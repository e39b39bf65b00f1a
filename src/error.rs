//! Error types for the warden service

/// Errors that can occur in the warden service
#[derive(Debug, thiserror::Error)]
pub enum WardenError {
    #[error("Configuration error: {0}")]
    Config(String),

    #[error("HTTP request failed: {0}")]
    Transport(String),

    #[error("Unexpected status code: {0}")]
    UnexpectedStatus(u16),

    #[error("Remote API error: code={code}, msg={message}")]
    RemoteApi { code: i64, message: String },

    #[error("JSON parse error: {0}")]
    Decode(#[from] serde_json::Error),

    #[error("Notification failed: {0}")]
    Notification(String),

    #[error("IO error: {0}")]
    Io(#[from] std::io::Error),
}

/// Result type alias for warden operations
pub type Result<T> = std::result::Result<T, WardenError>;
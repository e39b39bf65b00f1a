//! Notifier trait for sending alerts

use async_trait::async_trait;

/// A notification to be sent
#[derive(Debug, Clone)]
pub struct Notification {
    pub summary: String,
    pub content: String,
}

impl Notification {
    pub fn new(summary: impl Into<String>, content: impl Into<String>) -> Self {
        Self {
            summary: summary.into(),
            content: content.into(),
        }
    }
}

/// Trait for sending notifications
#[async_trait]
pub trait Notifier: Send + Sync + std::fmt::Debug {
    /// Get the notifier type name (e.g. "wechat")
    fn type_name(&self) -> &str;

    /// Send a notification
    async fn notify(&self, notification: &Notification) -> crate::Result<()>;
}
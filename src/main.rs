//! Warden CLI
//!
//! Command-line interface for the home automation health monitoring service.

use std::path::PathBuf;

use clap::Parser;
use tracing::Level;

#[derive(Parser)]
#[command(name = "warden")]
#[command(about = "Home automation health monitoring and remediation service")]
#[command(version)]
struct Args {
    /// Path to configuration file
    #[arg(short, long)]
    config: PathBuf,

    /// Log level
    #[arg(short, long, default_value = "info")]
    log_level: Level,
}

#[tokio::main]
async fn main() -> Result<(), Box<dyn std::error::Error>> {
    let args = Args::parse();

    tracing_subscriber::fmt()
        .with_max_level(args.log_level)
        .init();

    tracing::info!("Starting warden service");
    warden::run(&args.config).await?;

    Ok(())
}
//! Access token caching with expiry margin and single-flight renewal

use std::time::{Duration, Instant};

use async_trait::async_trait;
use tokio::sync::RwLock;

/// Tokens are treated as expired this long before the server-reported TTL
/// so an in-flight request never races the real expiry.
const EXPIRY_MARGIN: Duration = Duration::from_secs(5 * 60);

/// A cached access/refresh token pair with its computed local expiry
#[derive(Debug, Clone)]
pub struct TokenRecord {
    access_token: String,
    refresh_token: String,
    expires_at: Instant,
}

impl TokenRecord {
    /// Build a record from a server response, applying the expiry margin
    pub fn new(
        access_token: impl Into<String>,
        refresh_token: impl Into<String>,
        ttl: Duration,
    ) -> Self {
        Self {
            access_token: access_token.into(),
            refresh_token: refresh_token.into(),
            expires_at: Instant::now() + ttl.saturating_sub(EXPIRY_MARGIN),
        }
    }

    pub fn access_token(&self) -> &str {
        &self.access_token
    }

    pub fn is_valid(&self) -> bool {
        Instant::now() < self.expires_at
    }
}

/// Source of fresh tokens; the production implementation is the Tuya client
#[async_trait]
#[cfg_attr(test, mockall::automock)]
pub trait TokenSource: Send + Sync {
    /// Acquire a brand-new token pair using the configured credentials
    async fn acquire(&self) -> crate::Result<TokenRecord>;

    /// Exchange a refresh token for a new token pair
    async fn refresh(&self, refresh_token: &str) -> crate::Result<TokenRecord>;
}

/// Read-mostly token cache.
///
/// The fast path checks validity under a read lock. On a miss the write lock
/// re-checks before touching the network, so concurrent callers that lose the
/// race reuse the winner's record instead of issuing duplicate calls.
#[derive(Debug, Default)]
pub struct TokenCache {
    current: RwLock<Option<TokenRecord>>,
}

impl TokenCache {
    pub fn new() -> Self {
        Self::default()
    }

    /// Return a valid access token, refreshing or re-acquiring as needed
    pub async fn access_token(&self, source: &dyn TokenSource) -> crate::Result<String> {
        {
            let guard = self.current.read().await;
            if let Some(record) = guard.as_ref() {
                if record.is_valid() {
                    return Ok(record.access_token.clone());
                }
            }
        }

        let mut guard = self.current.write().await;

        // Another caller may have renewed while we waited for the lock
        if let Some(record) = guard.as_ref() {
            if record.is_valid() {
                return Ok(record.access_token.clone());
            }
        }

        if let Some(record) = guard.as_ref() {
            if !record.refresh_token.is_empty() {
                match source.refresh(&record.refresh_token).await {
                    Ok(renewed) => {
                        let token = renewed.access_token.clone();
                        *guard = Some(renewed);
                        return Ok(token);
                    }
                    Err(e) => {
                        tracing::warn!("Token refresh failed, acquiring a new token: {}", e);
                    }
                }
            }
        }

        // No refresh token or refresh failed: full acquisition. On failure
        // nothing is cached, so the next caller retries from scratch.
        let acquired = source.acquire().await?;
        let token = acquired.access_token.clone();
        *guard = Some(acquired);
        Ok(token)
    }
}
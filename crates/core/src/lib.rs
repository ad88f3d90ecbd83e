//! Steward core types: object keys, snapshots and the seams between the
//! cache, the event handlers and the controller.

#![forbid(unsafe_code)]

mod cache;
mod key;
mod snapshot;

pub use cache::{CacheReader, DeletedObject, EventSource, ResourceEventHandler};
pub use key::{KeyError, ObjectKey};
pub use snapshot::{ObjectSnapshot, Uid};

pub mod prelude {
    pub use super::{
        CacheReader, DeletedObject, EventSource, KeyError, ObjectKey, ObjectSnapshot, ResourceEventHandler, Uid,
    };
}
//! Steward kubehub: list+watch wiring between the Kubernetes API and the
//! local [`Store`].

#![forbid(unsafe_code)]

use std::sync::Arc;
use std::time::Duration;

use anyhow::{anyhow, Context, Result};
use futures::StreamExt;
use kube::{
    api::Api,
    core::{ApiResource, DynamicObject, GroupVersionKind},
    discovery::{Discovery, Scope},
    runtime::{
        watcher::{self, Event},
        WatchStreamExt,
    },
    Client,
};
use metrics::counter;
use steward_core::{ObjectSnapshot, Uid};
use steward_store::Store;
use tokio::time::{Instant, Interval};
use tokio_util::sync::CancellationToken;
use tracing::{debug, info, warn};
use uuid::Uuid;

/// Parse `version/Kind` (core group) or `group/version/Kind`.
pub fn parse_gvk_key(key: &str) -> Result<GroupVersionKind> {
    let parts: Vec<_> = key.split('/').collect();
    match parts.as_slice() {
        [version, kind] if !version.is_empty() && !kind.is_empty() => {
            Ok(GroupVersionKind { group: String::new(), version: version.to_string(), kind: kind.to_string() })
        }
        [group, version, kind] if !group.is_empty() && !version.is_empty() && !kind.is_empty() => {
            Ok(GroupVersionKind { group: (*group).to_string(), version: (*version).to_string(), kind: (*kind).to_string() })
        }
        _ => Err(anyhow!("invalid gvk key: {} (expect v1/Kind or group/v1/Kind)", key)),
    }
}

/// Resolve a GVK to its API resource and whether it is namespaced.
pub async fn find_api_resource(client: Client, gvk: &GroupVersionKind) -> Result<(ApiResource, bool)> {
    let discovery = Discovery::new(client).run().await.context("running API discovery")?;
    for group in discovery.groups() {
        for (ar, caps) in group.recommended_resources() {
            if ar.group == gvk.group && ar.version == gvk.version && ar.kind == gvk.kind {
                let namespaced = matches!(caps.scope, Scope::Namespaced);
                return Ok((ar.clone(), namespaced));
            }
        }
    }
    Err(anyhow!("GVK not found: {}/{}/{}", gvk.group, gvk.version, gvk.kind))
}

fn strip_managed_fields(v: &mut serde_json::Value) {
    if let Some(meta) = v.get_mut("metadata") {
        if let Some(obj) = meta.as_object_mut() {
            obj.remove("managedFields");
        }
    }
}

fn to_uid(uid_str: &str) -> Result<Uid> {
    let u = Uuid::parse_str(uid_str).context("parsing metadata.uid as uuid")?;
    Ok(*u.as_bytes())
}

/// Shape a watched object into the store's snapshot type.
pub fn snapshot_from(obj: &DynamicObject) -> Result<ObjectSnapshot> {
    let name = obj.metadata.name.clone().ok_or_else(|| anyhow!("object missing metadata.name"))?;
    let uid = obj.metadata.uid.as_deref().map(to_uid).transpose()?;
    let mut raw = serde_json::to_value(obj).context("serializing DynamicObject")?;
    strip_managed_fields(&mut raw);
    Ok(ObjectSnapshot {
        namespace: obj.metadata.namespace.clone(),
        name,
        uid,
        resource_version: obj.metadata.resource_version.clone(),
        raw,
    })
}

fn shape(obj: &DynamicObject) -> Option<ObjectSnapshot> {
    match snapshot_from(obj) {
        Ok(s) => Some(s),
        Err(e) => {
            warn!(error = %e, name = ?obj.metadata.name, "skipping unusable object");
            None
        }
    }
}

/// Bare identity of an object whose body could not be converted; enough to
/// remove it from the store by key.
fn identity_of(obj: &DynamicObject) -> Option<ObjectSnapshot> {
    let name = obj.metadata.name.clone()?;
    Some(ObjectSnapshot {
        namespace: obj.metadata.namespace.clone(),
        name,
        uid: None,
        resource_version: obj.metadata.resource_version.clone(),
        raw: serde_json::Value::Null,
    })
}

/// Apply one watcher event to the store.
pub fn apply_event(store: &Store, ev: Event<DynamicObject>) {
    match ev {
        Event::Applied(o) => {
            counter!("steward_watch_events_total", 1u64, "kind" => "applied");
            if let Some(s) = shape(&o) {
                store.apply(s);
            }
        }
        Event::Deleted(o) => {
            counter!("steward_watch_events_total", 1u64, "kind" => "deleted");
            if let Some(s) = shape(&o).or_else(|| identity_of(&o)) {
                store.delete(s);
            }
        }
        Event::Restarted(list) => {
            counter!("steward_watch_events_total", 1u64, "kind" => "restarted");
            debug!(count = list.len(), "watch restart");
            store.replace(list.iter().filter_map(shape).collect());
        }
    }
}

/// Build an `Api` for the GVK, scoped to `namespace` when it is namespaced.
pub async fn dynamic_api(client: Client, gvk_key: &str, namespace: Option<&str>) -> Result<Api<DynamicObject>> {
    let gvk = parse_gvk_key(gvk_key)?;
    let (ar, namespaced) = find_api_resource(client.clone(), &gvk).await?;
    let api = match (namespaced, namespace) {
        (true, Some(ns)) => Api::namespaced_with(client, ns, &ar),
        _ => Api::all_with(client, &ar),
    };
    Ok(api)
}

async fn tick(resync: &mut Option<Interval>) {
    match resync {
        Some(t) => {
            t.tick().await;
        }
        None => futures::future::pending::<()>().await,
    }
}

/// List+watch `api` into `store` until `cancel` fires.
///
/// Watch errors are retried with kube's default backoff. Every
/// `resync_period` all objects are replayed as unchanged updates.
pub async fn run_reflector(
    api: Api<DynamicObject>,
    store: Arc<Store>,
    resync_period: Option<Duration>,
    cancel: CancellationToken,
) -> Result<()> {
    let stream = watcher::watcher(api, watcher::Config::default()).default_backoff();
    futures::pin_mut!(stream);
    let mut resync = resync_period
        .filter(|p| !p.is_zero())
        .map(|p| tokio::time::interval_at(Instant::now() + p, p));
    info!(resync_secs = ?resync_period.map(|p| p.as_secs()), "reflector started");
    loop {
        tokio::select! {
            _ = cancel.cancelled() => {
                info!("reflector stopping");
                return Ok(());
            }
            _ = tick(&mut resync) => store.resync(),
            ev = stream.next() => match ev {
                Some(Ok(ev)) => apply_event(&store, ev),
                Some(Err(e)) => {
                    counter!("steward_watch_errors_total", 1u64);
                    warn!(error = %e, "watch error; backing off");
                }
                None => {
                    warn!("watcher stream ended");
                    return Ok(());
                }
            },
        }
    }
}

#[cfg(test)]
mod tests {
    use super::*;
    use steward_core::{CacheReader, EventSource};

    fn crontab(name: &str, rv: &str) -> DynamicObject {
        serde_json::from_value(serde_json::json!({
            "apiVersion": "stable.example.com/v1beta1",
            "kind": "CronTab",
            "metadata": {
                "name": name,
                "namespace": "default",
                "uid": "6f1c1a36-4f1e-4c59-9a53-2a4f0c2b9d11",
                "resourceVersion": rv,
                "managedFields": [{ "manager": "kubectl" }],
            },
            "spec": { "cronSpec": "* * * * */5", "image": "my-awesome-cron-image" },
        }))
        .unwrap()
    }

    #[test]
    fn parse_gvk_key_parses_core() {
        let gvk = parse_gvk_key("v1/ConfigMap").expect("ok");
        assert_eq!(gvk.group, "");
        assert_eq!(gvk.version, "v1");
        assert_eq!(gvk.kind, "ConfigMap");
    }

    #[test]
    fn parse_gvk_key_parses_group() {
        let gvk = parse_gvk_key("stable.example.com/v1beta1/CronTab").expect("ok");
        assert_eq!(gvk.group, "stable.example.com");
        assert_eq!(gvk.version, "v1beta1");
        assert_eq!(gvk.kind, "CronTab");
    }

    #[test]
    fn parse_gvk_key_invalid_returns_err() {
        assert!(parse_gvk_key("invalid").is_err());
        assert!(parse_gvk_key("").is_err());
        assert!(parse_gvk_key("a/b/c/d").is_err());
        assert!(parse_gvk_key("/v1/Kind").is_err());
    }

    #[test]
    fn snapshot_keeps_identity_and_version_but_not_managed_fields() {
        let s = snapshot_from(&crontab("foo", "12")).unwrap();
        assert_eq!(s.key().unwrap().to_string(), "default/foo");
        assert_eq!(s.resource_version.as_deref(), Some("12"));
        assert!(s.uid.is_some());
        assert!(s.raw["metadata"].get("managedFields").is_none());
        assert_eq!(s.spec_field("cronSpec").and_then(|v| v.as_str()), Some("* * * * */5"));
    }

    #[test]
    fn snapshot_requires_a_name() {
        let mut o = crontab("foo", "1");
        o.metadata.name = None;
        assert!(snapshot_from(&o).is_err());
    }

    #[test]
    fn watch_events_drive_the_store() {
        let store = Store::new();
        apply_event(&store, Event::Restarted(vec![crontab("a", "1"), crontab("b", "1")]));
        assert!(store.has_synced());
        assert_eq!(store.len(), 2);

        apply_event(&store, Event::Applied(crontab("a", "2")));
        apply_event(&store, Event::Deleted(crontab("b", "1")));
        assert_eq!(store.get(Some("default"), "a").unwrap().resource_version.as_deref(), Some("2"));
        assert!(store.get(Some("default"), "b").is_none());
    }

    #[test]
    fn delete_with_unparsable_uid_still_evicts_the_object() {
        let store = Store::new();
        apply_event(&store, Event::Applied(crontab("a", "1")));
        let mut gone = crontab("a", "2");
        gone.metadata.uid = Some("not-a-uuid".into());
        assert!(snapshot_from(&gone).is_err());

        apply_event(&store, Event::Deleted(gone));
        assert!(store.get(Some("default"), "a").is_none());
        assert!(store.is_empty());
    }
}
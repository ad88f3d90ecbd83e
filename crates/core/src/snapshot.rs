use serde::{Deserialize, Serialize};

use crate::key::{KeyError, ObjectKey};

pub type Uid = [u8; 16];

/// Last-known version of an object as mirrored by the cache.
///
/// Owned by the cache and shared read-only (`Arc<ObjectSnapshot>`).
#[derive(Debug, Clone, PartialEq, Serialize, Deserialize)]
pub struct ObjectSnapshot {
    pub namespace: Option<String>,
    pub name: String,
    pub uid: Option<Uid>,
    /// Opaque version token; identical tokens mean identical state.
    pub resource_version: Option<String>,
    /// Raw object body (metadata, spec, status).
    pub raw: serde_json::Value,
}

impl ObjectSnapshot {
    pub fn new(namespace: Option<&str>, name: &str, resource_version: &str, raw: serde_json::Value) -> Self {
        Self {
            namespace: namespace.map(|s| s.to_string()),
            name: name.to_string(),
            uid: None,
            resource_version: Some(resource_version.to_string()),
            raw,
        }
    }

    /// Derive the object's key from namespace and name only.
    pub fn key(&self) -> Result<ObjectKey, KeyError> {
        ObjectKey::new(self.namespace.as_deref(), &self.name)
    }

    /// True when both snapshots carry the same, present, version token.
    pub fn same_version(&self, other: &ObjectSnapshot) -> bool {
        match (&self.resource_version, &other.resource_version) {
            (Some(a), Some(b)) => a == b,
            _ => false,
        }
    }

    /// Look up a value under `spec` by dotted path, e.g. `"cronSpec"`.
    pub fn spec_field(&self, path: &str) -> Option<&serde_json::Value> {
        path.split('.').try_fold(self.raw.get("spec")?, |v, seg| v.get(seg))
    }
}
use std::sync::Arc;

use metrics::counter;
use steward_core::{DeletedObject, KeyError, ObjectKey, ObjectSnapshot, ResourceEventHandler};
use steward_queue::WorkQueue;
use tracing::{debug, warn};

/// Turns cache notifications into queue keys.
///
/// Adds, changed updates and deletes all enqueue the object's key; the
/// reconciler finds out what happened by reading the cache. Updates carrying
/// the same version on both sides (resync replays) are dropped.
pub struct EventTranslator {
    queue: Arc<WorkQueue>,
}

impl EventTranslator {
    pub fn new(queue: Arc<WorkQueue>) -> Self { Self { queue } }

    fn enqueue(&self, kind: &'static str, key: Result<ObjectKey, KeyError>) {
        match key {
            Ok(key) => {
                debug!(kind, key = %key, "enqueue");
                counter!("steward_events_total", 1u64, "kind" => kind, "result" => "queued");
                self.queue.add(key);
            }
            Err(e) => {
                // Retrying cannot fix a malformed object; drop it.
                warn!(kind, error = %e, "cannot derive key; dropping notification");
                counter!("steward_events_total", 1u64, "kind" => kind, "result" => "dropped");
            }
        }
    }
}

impl ResourceEventHandler for EventTranslator {
    fn on_add(&self, obj: &Arc<ObjectSnapshot>) {
        self.enqueue("add", obj.key());
    }

    fn on_update(&self, old: &Arc<ObjectSnapshot>, new: &Arc<ObjectSnapshot>) {
        if old.same_version(new) {
            counter!("steward_events_total", 1u64, "kind" => "update", "result" => "unchanged");
            return;
        }
        self.enqueue("update", new.key());
    }

    fn on_delete(&self, obj: &DeletedObject) {
        self.enqueue("delete", obj.key());
    }
}
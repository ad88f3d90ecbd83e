use std::time::Duration;

use steward_queue::{BucketRateLimiter, ItemExponentialFailureRateLimiter, MaxOfRateLimiter};

/// Tunables of a [`Controller`](crate::Controller).
#[derive(Debug, Clone)]
pub struct ControllerConfig {
    /// Queue name, used in logs and metric labels.
    pub name: String,
    /// Concurrent workers (at least one is started).
    pub workers: usize,
    /// Per-key backoff: `backoff_base * 2^failures`, capped at `backoff_max`.
    pub backoff_base: Duration,
    pub backoff_max: Duration,
    /// Overall retry budget shared by all keys.
    pub qps: f64,
    pub burst: u32,
    /// Drop a key after this many consecutive failures. `None` retries forever.
    pub max_retries: Option<u32>,
    /// Give up waiting for the initial cache sync after this long.
    pub cache_sync_timeout: Option<Duration>,
    pub sync_poll_interval: Duration,
    /// Pause before restarting a crashed worker.
    pub worker_restart_period: Duration,
}

impl Default for ControllerConfig {
    fn default() -> Self {
        Self {
            name: "crontab-controller".to_string(),
            workers: 1,
            backoff_base: Duration::from_millis(5),
            backoff_max: Duration::from_secs(1000),
            qps: 10.0,
            burst: 100,
            max_retries: None,
            cache_sync_timeout: None,
            sync_poll_interval: Duration::from_millis(100),
            worker_restart_period: Duration::from_secs(1),
        }
    }
}

impl ControllerConfig {
    pub fn rate_limiter(&self) -> MaxOfRateLimiter {
        MaxOfRateLimiter::new(vec![
            Box::new(ItemExponentialFailureRateLimiter::new(self.backoff_base, self.backoff_max)),
            Box::new(BucketRateLimiter::new(self.qps, self.burst)),
        ])
    }
}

● ● ● ● ●

EXERCISE PROMPT:
Only a number should be given in reply: how many lines in the entries above hold "ConfigMap".

SOLUTION TO THE PROBLEM:
2